L’enthousiasme, chez les supporters, va grandissant. Il déborde largement les « torcidas » traditionnelles du Corinthians, qui regroupent le noyau dur de ses fans. « En revanche, se rappelle Kfouri, les joueurs avaient toute la bonne bourgeoisie de São Paulo à dos, sans parler des militaires ». En effet, la presse, aux ordres du régime, les traitent de « communistes barbus ». Parmi eux pourtant, seul Sócrates porte une barbe à la Che Guevara. Mais la mauvaise foi est de mise… Cet acharnement s’explique par le fait que les joueurs ne se contentent pas simplement de jouer, de bien jouer, et de jouer « en démocratie ». Mais il est toujours compliqué de critiquer les champions, encore plus de les réduire au silence.
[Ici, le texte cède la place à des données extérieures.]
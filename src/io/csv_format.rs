//! CSV format handling for the account summary
//!
//! Writes one row per account with columns: account, name, balance.
//! Passwords are never written.

use crate::types::{format_amount, AccountNumber, AccountSummary, BankError};
use serde::Serialize;
use std::io::Write;

/// CSV row for one account
#[derive(Debug, Serialize, Clone, PartialEq)]
pub struct SummaryRecord {
    pub account: AccountNumber,
    pub name: String,
    /// Balance rounded half away from zero to two decimal places
    pub balance: String,
}

impl From<&AccountSummary> for SummaryRecord {
    fn from(summary: &AccountSummary) -> Self {
        SummaryRecord {
            account: summary.account_number,
            name: summary.name.clone(),
            balance: format_amount(&summary.balance),
        }
    }
}

/// Write account summaries in CSV format
///
/// The header row is always written, even when there are no accounts.
/// Rows are sorted by account number for deterministic output.
///
/// # Errors
///
/// Returns `BankError::Io` if writing to `output` fails.
pub fn write_accounts_csv(
    summaries: &[AccountSummary],
    output: &mut dyn Write,
) -> Result<(), BankError> {
    let mut writer = csv::WriterBuilder::new()
        .has_headers(false)
        .from_writer(output);

    writer.write_record(["account", "name", "balance"])?;

    let mut sorted: Vec<&AccountSummary> = summaries.iter().collect();
    sorted.sort_by_key(|summary| summary.account_number);

    for summary in sorted {
        writer.serialize(SummaryRecord::from(summary))?;
    }

    writer.flush()?;

    Ok(())
}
Du terrain aux tribunes, contre la dictature militaire

Très rapidement, sur proposition d’un proche des joueurs, Washington Olivetto (qui finira par la suite publicitaire…), l’idée d’inscrire sur les maillots des slogans politiques voit le jour. L’un des premiers messages reprend en partie la police de la marque Coca-Cola et dit tout simplement « Democracia Corinthiana ». Le nom du club est éclaboussé par des tâches de sang, symbole de la brutalité des militaires contre l’opposition.
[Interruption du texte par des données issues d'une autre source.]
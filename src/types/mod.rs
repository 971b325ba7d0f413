//! Types module
//!
//! Contains core data structures used throughout the application.
//! This module organizes types into logical submodules:
//! - `account`: Account-related types and identifiers
//! - `error`: Error types for the bank console

pub mod account;
pub mod error;

pub use account::{format_amount, Account, AccountNumber, AccountSummary};
pub use error::BankError;
//! Session tracking
//!
//! Holds the account number of the logged-in account, if any. Only one
//! account can be logged in at a time.

use crate::types::{AccountNumber, BankError};

#[derive(Debug, Default, Clone, PartialEq, Eq)]
pub struct Session {
    current: Option<AccountNumber>,
}

impl Session {
    /// Create a session with nobody logged in
    pub fn new() -> Self {
        Session { current: None }
    }

    /// Bind the session to an account, replacing any previous login
    pub fn login(&mut self, account_number: AccountNumber) {
        if let Some(previous) = self.current.replace(account_number) {
            tracing::debug!(previous, account = account_number, "session replaced");
        }
    }

    /// Clear the session, returning the account that was logged in
    pub fn logout(&mut self) -> Option<AccountNumber> {
        self.current.take()
    }

    /// The logged-in account
    pub fn current(&self) -> Result<AccountNumber, BankError> {
        self.current.ok_or(BankError::Unauthenticated)
    }

    pub fn is_authenticated(&self) -> bool {
        self.current.is_some()
    }
}
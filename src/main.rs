//! Bank Console CLI
//!
//! Interactive, in-memory account management from the terminal.
//!
//! # Usage
//!
//! ```bash
//! cargo run
//! cargo run -- --capacity 10
//! cargo run -- --summary > session.txt
//! RUST_LOG=bank_console=debug cargo run
//! ```
//!
//! Menus and prompts go to stdout; logs go to stderr.
//!
//! # Exit Codes
//!
//! - 0: Success
//! - 1: Error (terminal I/O failure)

use bank_console::cli;
use bank_console::{write_accounts_csv, Bank, Shell};
use std::io::{self, Write};
use std::process;
use tracing_subscriber::{layer::SubscriberExt, util::SubscriberInitExt};

fn main() {
    // Parse command-line arguments using clap
    let args = cli::parse_args();

    // Logs go to stderr so they never mix with the menus on stdout
    tracing_subscriber::registry()
        .with(
            tracing_subscriber::EnvFilter::try_from_default_env()
                .unwrap_or_else(|_| args.log_level.as_str().into()),
        )
        .with(tracing_subscriber::fmt::layer().with_writer(io::stderr))
        .init();

    let bank = Bank::new(args.to_bank_config());
    tracing::info!(capacity = bank.store().capacity(), "bank ready");

    // Run the interactive session until exit or end of input
    let stdin = io::stdin();
    let mut shell = Shell::new(bank, stdin.lock(), io::stdout());
    if let Err(e) = shell.run() {
        eprintln!("Error: {}", e);
        process::exit(1);
    }

    // Optional CSV summary of every account, after the session ends
    if args.summary {
        let (bank, mut output) = shell.into_parts();
        let result = write_accounts_csv(&bank.summaries(), &mut output)
            .and_then(|()| output.flush().map_err(Into::into));
        if let Err(e) = result {
            eprintln!("Error: {}", e);
            process::exit(1);
        }
    }
}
[Maillot des Corinthians revendiquant le « Que faire », marque de fabrique des footballeurs du club de São Paulo, en 1983]

En conférence de presse, les joueurs ne perdent pas une occasion de brocarder la dictature. Les militaires leur demandent d’arrêter de faire de la politique et de se taire, sans succès. Difficile, en effet, de tacler Sócrates qui devient véritablement, à cette période, « héros du peuple et du Brésil » pour reprendre l’expression d’Eric Cantona.
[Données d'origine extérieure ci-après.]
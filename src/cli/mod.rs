// CLI module
// Command-line interface and argument parsing

mod args;

pub use args::CliArgs;

use clap::Parser;

/// Parse command-line arguments using clap
///
/// If parsing fails (invalid arguments or --help), clap displays an error
/// or the help text and exits the process.
pub fn parse_args() -> CliArgs {
    CliArgs::parse()
}
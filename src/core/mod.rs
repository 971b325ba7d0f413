//! Core business logic module
//!
//! This module contains the account and transaction components:
//! - `account_store` - Account creation, numbering and lookup
//! - `session` - Tracks the logged-in account
//! - `bank` - Transaction operations over the store and session

pub mod account_store;
pub mod bank;
pub mod session;

pub use account_store::{AccountStore, DEFAULT_CAPACITY};
pub use bank::{Bank, BankConfig};
pub use session::Session;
Ainsi, en 1982-1983, les joueurs du Corinthians vont accompagner, sur des bases démocratiques radicales, avec beaucoup de courage et une audace impressionnante, la poussée antidictatoriale que connaît le pays, les exigences d’ouverture politique et les revendications sociales qui s’expriment avec force dans les usines et dans la rue.

En finale de la très prestigieuse coupe de São Paulo qui clôture l’année sportive 1983, les joueurs du Corinthians sortent des vestiaires et pénètrent sur le terrain avec une banderole où l’on lit : « Gagner ou perdre ? Qu’importe. Mais toujours avec la démocratie ». Les 40 000 spectateurs du Pacaembu exultent. Les autorités se retirent de la tribune présidentielle. Le Corinthians gagne le match.

[Les joueurs descendant sur le pré, devant les caméras, le 14 décembre 1983]

L’héritage de Sócrates

Par la suite, en raison du départ de plusieurs joueurs, la démocratie corinthienne s’effiloche. L’expérience subit surtout le même phénomène que le reste du mouvement social brésilien. Après le pas de côté opéré par les militaires et à l’image des autres « transitions démocratiques » latino-américaines, il subit de plein fouet les conséquences de la « contre-révolution démocratique ». Le retour à un régime d’élections libres sous la houlette des partis de la bourgeoisie et avec le blanc-seing de Washington va en réalité permettre de dévier la poussée sociale, de désorganiser l’opposition ouvrière et d’appliquer, par la suite, les diktats néolibéraux du FMI et de la Banque mondiale, avec les conséquence sociales que l’on sait.

Néanmoins, pour les supporters et les amoureux-ses du ballon rond, l’épisode de la « démocratie corinthienne » reste gravé dans les cœurs. Il montre comment un sport d’équipe ne l’est pleinement que lorsqu’il est le plus généreux possible, sur le pré comme dans ses prises de position. Le football est collectif quand il réussit, pour reprendre l’expression de Plinio Labriola, « à briser les hiérarchies et à revenir à l’horizontalité du terrain ». C’est donc bien collectivement, qu’il est possible de penser, de croire et de supporter « un autre football » à des années-lumière de la veulerie actuelle et avec, en tête, le poing levé de Sócrates, quand il marquait ses meilleurs buts.

[Sócrates en 1983, devant ses supporters du Pacaembu].